However, the overall dynamics of regional initiatives in the Central Asian region over the years has largely remained rather sluggish. The multiplicity of regional organizations and various "multi-speed" integration entities (both regionally and at the level of the entire postSoviet space) with almost identical goals and objectives led to fragmentation of the political and economic space of the region, stretching, and ineffective use of limited management mechanisms in the Central Asian countries.

There can be a lot of reasons for the failure of regional integration projects. In our opinion, the main ones are the following:

The biggest reason of all is that in all countries of the region there have been processes relating to the formation of statehood; national identity; and the formation of a market economy and a new political system. The formation of statehood and close integration are two differently directed processes, which, in the opinion of the author, are simultaneously incompatible.

  • Regional initiatives developed and promoted by national governments were more political than economic in nature, often leading to excessive politicization of issues of regional cooperation and integration;
  • The already-created institutional and other formats for the development of interstate relations in the region suffered from a lack of "real substance";
  • There was uncertainty about the distribution of income from regional projects and fears of possible losses (both economic and political).
  • There was no confidence within the integration groups, which was expressed in the fears of small countries in the region towards larger ones, often fueled by large extra-regional powers in their own geopolitical interests.
  • The existing discrepancy in the economic policies and levels of economic development of the countries of the region, which continue to grow.
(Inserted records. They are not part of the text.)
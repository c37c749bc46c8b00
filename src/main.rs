use anyhow::{Context, Result};
use diesel::pg::PgConnection;
use diesel::r2d2::{ConnectionManager, Pool};
use std::env;
use std::sync::Arc;
use tokio::net::TcpListener;
use tracing::info;

use store_api::config::Config;
use store_api::db::postgres::run_migrations;
use store_api::router::create_router;

#[tokio::main]
async fn main() -> Result<()> {
    dotenvy::dotenv().ok();
    store_api::logging::init(false);

    info!("Starting store API server...");

    // --- Configuration ---
    let config_path = env::var("CONFIG_PATH").unwrap_or_else(|_| "config/default.toml".to_string());
    info!("Loading configuration from: {}", config_path);
    let config = Config::load(&config_path)
        .with_context(|| format!("Failed to load configuration from {}", config_path))?;
    let addr = config.socket_addr()?;

    // --- Database Setup ---
    info!(
        host = %config.database.host,
        database = %config.database.name,
        "Setting up database connection pool..."
    );
    let manager = ConnectionManager::<PgConnection>::new(config.database.connection_url());
    let pool = Pool::builder()
        .max_size(config.database.pool_size)
        .build(manager)
        .context("Failed to create database connection pool")?;
    let db_pool = Arc::new(pool);
    info!("Database pool created successfully.");

    if config.run_migrations {
        let migration_pool = db_pool.clone();
        tokio::task::spawn_blocking(move || -> Result<()> {
            let mut conn = migration_pool
                .get()
                .context("Failed to get DB connection for migrations")?;
            run_migrations(&mut conn)
        })
        .await
        .context("Migration task failed")??;
        info!("Database migrations are up to date.");
    }

    // --- Setup Server ---
    let app = create_router(db_pool, Arc::new(config));
    let listener = TcpListener::bind(addr)
        .await
        .with_context(|| format!("Failed to bind TCP listener on {}", addr))?;
    info!("API server listening on {}", addr);

    axum::serve(listener, app.into_make_service())
        .with_graceful_shutdown(shutdown_signal())
        .await
        .context("Axum server failed")?;

    info!("Application shut down.");
    Ok(())
}

async fn shutdown_signal() {
    let ctrl_c = async {
        if let Err(e) = tokio::signal::ctrl_c().await {
            tracing::error!(error = %e, "Failed to listen for Ctrl-C");
        }
    };

    #[cfg(unix)]
    let terminate = async {
        match tokio::signal::unix::signal(tokio::signal::unix::SignalKind::terminate()) {
            Ok(mut signal) => {
                signal.recv().await;
            }
            Err(e) => {
                tracing::error!(error = %e, "Failed to listen for SIGTERM");
                std::future::pending::<()>().await;
            }
        }
    };

    #[cfg(not(unix))]
    let terminate = std::future::pending::<()>();

    tokio::select! {
        _ = ctrl_c => info!("Received Ctrl-C, shutting down."),
        _ = terminate => info!("Received SIGTERM, shutting down."),
    }
}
But one of the main reasons was that in the previous stages the governments of the countries of the region monopolized the right to solve the issues of regional cooperation and the nomination of regional integration initiatives. In addition, the private sector, non-governmental organizations and the expert community were often placed before de facto events. This is understandable - in all countries of the region the private sector was weak and not developed. And so most regional projects bore the nature of bureaucratic initiatives - a kind of initiative for the sake of demonstrating political dynamics. At the same time, the national businesses of the countries of the region did not see their place in the integration processes.

As a result, regional cooperation in Central Asia was mainly limited to joint consultations and statements on issues of mutual interest, "necessary" trade and economic relations, separate interstate projects and programs.
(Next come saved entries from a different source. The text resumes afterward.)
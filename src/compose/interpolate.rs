//! Compose-style variable substitution.
//!
//! Supported forms: `$$`, `$VAR`, `${VAR}`, `${VAR:-default}`,
//! `${VAR-default}`, `${VAR:?message}` and `${VAR?message}`.

use lazy_static::lazy_static;
use regex::Regex;
use std::collections::{BTreeSet, HashMap};
use thiserror::Error;

lazy_static! {
    static ref PLACEHOLDER: Regex = Regex::new(
        r"\$(?:(\$)|\{([A-Za-z_][A-Za-z0-9_]*)(?:(:?[-?])([^}]*))?\}|([A-Za-z_][A-Za-z0-9_]*))"
    )
    .expect("placeholder pattern is valid");
    static ref REFERENCE: Regex =
        Regex::new(r"\$+(?:\{([A-Za-z_][A-Za-z0-9_]*)(:?-)?|([A-Za-z_][A-Za-z0-9_]*))")
            .expect("reference pattern is valid");
}

#[derive(Error, Debug, Clone, PartialEq)]
pub enum InterpolationError {
    #[error("variable {name} is not set")]
    Unset { name: String },

    #[error("required variable {name} is missing a value: {message}")]
    Required { name: String, message: String },
}

/// Substitutes every placeholder in `input` from `vars`.
pub fn interpolate(input: &str, vars: &HashMap<String, String>) -> Result<String, InterpolationError> {
    let mut out = String::with_capacity(input.len());
    let mut last = 0;

    for caps in PLACEHOLDER.captures_iter(input) {
        let Some(whole) = caps.get(0) else { continue };
        out.push_str(&input[last..whole.start()]);
        last = whole.end();

        if caps.get(1).is_some() {
            out.push('$');
            continue;
        }

        let name = caps
            .get(2)
            .or_else(|| caps.get(5))
            .map(|m| m.as_str())
            .unwrap_or_default();
        let value = vars.get(name);
        let operator = caps.get(3).map(|m| m.as_str());
        let argument = caps.get(4).map(|m| m.as_str()).unwrap_or_default();

        let resolved = match operator {
            None => value
                .cloned()
                .ok_or_else(|| InterpolationError::Unset { name: name.to_string() })?,
            Some(":-") => match value {
                Some(v) if !v.is_empty() => v.clone(),
                _ => argument.to_string(),
            },
            Some("-") => value.cloned().unwrap_or_else(|| argument.to_string()),
            Some(":?") => match value {
                Some(v) if !v.is_empty() => v.clone(),
                _ => {
                    return Err(InterpolationError::Required {
                        name: name.to_string(),
                        message: argument.to_string(),
                    })
                }
            },
            Some(_) => value.cloned().ok_or_else(|| InterpolationError::Required {
                name: name.to_string(),
                message: argument.to_string(),
            })?,
        };
        out.push_str(&resolved);
    }

    out.push_str(&input[last..]);
    Ok(out)
}

/// Names of the variables `input` needs a value for. Escaped (`$$VAR`)
/// references count since the container shell resolves them; references
/// with a default (`${VAR:-x}`, `${VAR-x}`) do not.
pub fn referenced_variables(input: &str) -> BTreeSet<String> {
    REFERENCE
        .captures_iter(input)
        .filter(|caps| caps.get(2).is_none())
        .filter_map(|caps| caps.get(1).or_else(|| caps.get(3)))
        .map(|m| m.as_str().to_string())
        .collect()
}

#[cfg(test)]
mod tests {
    use super::*;

    fn vars() -> HashMap<String, String> {
        [("POSTGRES_PORT", "5432"), ("EMPTY", "")]
            .into_iter()
            .map(|(k, v)| (k.to_string(), v.to_string()))
            .collect()
    }

    #[test]
    fn braced_and_bare_forms() {
        assert_eq!(interpolate("${POSTGRES_PORT}:5432", &vars()).unwrap(), "5432:5432");
        assert_eq!(interpolate("port=$POSTGRES_PORT!", &vars()).unwrap(), "port=5432!");
    }

    #[test]
    fn unset_variable_is_an_error() {
        assert_eq!(
            interpolate("${NOPE}", &vars()),
            Err(InterpolationError::Unset { name: "NOPE".to_string() })
        );
    }

    #[test]
    fn defaults() {
        assert_eq!(interpolate("${NOPE:-8000}", &vars()).unwrap(), "8000");
        assert_eq!(interpolate("${EMPTY:-x}", &vars()).unwrap(), "x");
        assert_eq!(interpolate("${EMPTY-x}", &vars()).unwrap(), "");
        assert_eq!(interpolate("${NOPE-x}", &vars()).unwrap(), "x");
    }

    #[test]
    fn required_forms() {
        assert!(matches!(
            interpolate("${EMPTY:?must be set}", &vars()),
            Err(InterpolationError::Required { .. })
        ));
        assert_eq!(interpolate("${EMPTY?must be set}", &vars()).unwrap(), "");
        assert!(interpolate("${NOPE?must be set}", &vars()).is_err());
    }

    #[test]
    fn double_dollar_escapes() {
        assert_eq!(interpolate("echo $$HOME", &vars()).unwrap(), "echo $HOME");
    }

    #[test]
    fn references_include_escaped_ones() {
        let refs = referenced_variables("pg_isready -U ${POSTGRES_USER} -d $$POSTGRES_DB -p $PORT");
        let refs: Vec<_> = refs.into_iter().collect();
        assert_eq!(refs, vec!["PORT", "POSTGRES_DB", "POSTGRES_USER"]);
    }

    #[test]
    fn references_with_defaults_are_not_required() {
        let refs = referenced_variables(
            "pg_isready -U ${POSTGRES_USER:-postgres} -d ${POSTGRES_DB-store} -h $${PGHOST:-db} -p ${PGPORT:?set it}",
        );
        let refs: Vec<_> = refs.into_iter().collect();
        assert_eq!(refs, vec!["PGPORT"]);
    }
}
use chrono::Utc;
use diesel::pg::PgConnection;
use diesel::prelude::*;
use diesel::r2d2::{ConnectionManager, PooledConnection};
use diesel::result::Error;
use std::sync::Arc;

use super::DBPool;
use crate::db::models::category::Category;
use crate::db::models::product::{NewProduct, Product, ProductChanges};
use crate::db::postgres::schema::{categories, products};
use crate::filters::ProductFilter;

/// Repository struct holding the connection pool for Product operations
#[derive(Clone)]
pub struct ProductRepository {
    pool: Arc<DBPool>,
}

impl ProductRepository {
    pub fn new(pool: Arc<DBPool>) -> Self {
        ProductRepository { pool }
    }

    fn get_conn(&self) -> Result<PooledConnection<ConnectionManager<PgConnection>>, Error> {
        self.pool.get().map_err(|e| {
            Error::DatabaseError(
                diesel::result::DatabaseErrorKind::UnableToSendCommand,
                Box::new(format!("Failed to get DB connection: {}", e)),
            )
        })
    }

    pub fn create(&self, new_item: NewProduct) -> Result<Product, Error> {
        let mut conn = self.get_conn()?;
        diesel::insert_into(products::table)
            .values(&new_item)
            .returning(Product::as_returning())
            .get_result(&mut conn)
    }

    pub fn find(&self, pk_id: i32) -> Result<Option<Product>, Error> {
        let mut conn = self.get_conn()?;
        products::table
            .find(pk_id)
            .select(Product::as_select())
            .first(&mut conn)
            .optional()
    }

    /// Finds a product together with the category it belongs to.
    pub fn find_with_category(&self, pk_id: i32) -> Result<Option<(Product, Category)>, Error> {
        let mut conn = self.get_conn()?;
        products::table
            .inner_join(categories::table)
            .filter(products::id.eq(pk_id))
            .select((Product::as_select(), Category::as_select()))
            .first(&mut conn)
            .optional()
    }

    pub fn exists_by_name(&self, product_name: &str) -> Result<bool, Error> {
        let mut conn = self.get_conn()?;
        diesel::select(diesel::dsl::exists(
            products::table.filter(products::name.eq(product_name)),
        ))
        .get_result(&mut conn)
    }

    /// Products matching every populated field of `filter`, ordered by id.
    pub fn search(&self, filter: &ProductFilter) -> Result<Vec<Product>, Error> {
        let mut conn = self.get_conn()?;
        let mut query = products::table
            .inner_join(categories::table)
            .select(Product::as_select())
            .order(products::id.asc())
            .into_boxed();

        if !filter.categories.is_empty() {
            query = query.filter(categories::name.eq_any(filter.categories.clone()));
        }
        if let Some(min) = &filter.min_price {
            query = query.filter(products::price.ge(min.clone()));
        }
        if let Some(max) = &filter.max_price {
            query = query.filter(products::price.le(max.clone()));
        }
        if let Some(pattern) = filter.name_pattern() {
            query = query.filter(products::name.ilike(pattern));
        }

        query.load(&mut conn)
    }

    /// Applies `changes` and stamps `updated_at`.
    pub fn update(&self, pk_id: i32, mut changes: ProductChanges) -> Result<Option<Product>, Error> {
        let mut conn = self.get_conn()?;
        changes.updated_at = Some(Utc::now());
        diesel::update(products::table.find(pk_id))
            .set(&changes)
            .returning(Product::as_returning())
            .get_result(&mut conn)
            .optional()
    }

    /// Returns the number of deleted rows (0 or 1).
    pub fn delete(&self, pk_id: i32) -> Result<usize, Error> {
        let mut conn = self.get_conn()?;
        diesel::delete(products::table.find(pk_id)).execute(&mut conn)
    }
}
At the same time, the recognition by the leaders of the Central Asian countries (with the exception of the "special position" of the Turkmen leadership) the importance of regional cooperation, at least at the official level, has led to certain successes in the implementation of regional initiatives.

For example, notable results are the achievement of an agreement among the countries of Central Asia on respect for the state borders inherited after the collapse of the USSR, despite the existence of zones of compact residence of ethnic minorities.

Some progress was made in the sphere of joint struggle against terrorism, extremism and drug trafficking. The basis for the development of cooperation on security issues between the countries of the region was the Tashkent Treaty of 21 April 2000 between Kazakhstan, Kyrgyzstan, Tajikistan and Uzbekistan on joint actions to combat terrorism, political and religious extremism and transnational organized crime.

In this way, the countries of the region can effectively cooperate to solve common problems in cases where possible profits and benefits, as well as losses in the case of unilateral actions, are distinctly clear.

At the same time, the general dynamics of regional initiatives - both multilateral projects and regional organizations - have remained largely sluggish for many years.

Despite the presence of sufficiently strong integration impulses in the region, the insufficient pace of regional economic integration and the constant threat of further growth of centrifugal tendencies pushed the countries of the region to search for extra-regional partners - some kind of "guarantors" for stability, a source of political, financial and economic support.

But, for the most part, extra-regional forces, primarily the large states bordering the region, considered such regional initiatives as mechanisms for exerting their influence on the region.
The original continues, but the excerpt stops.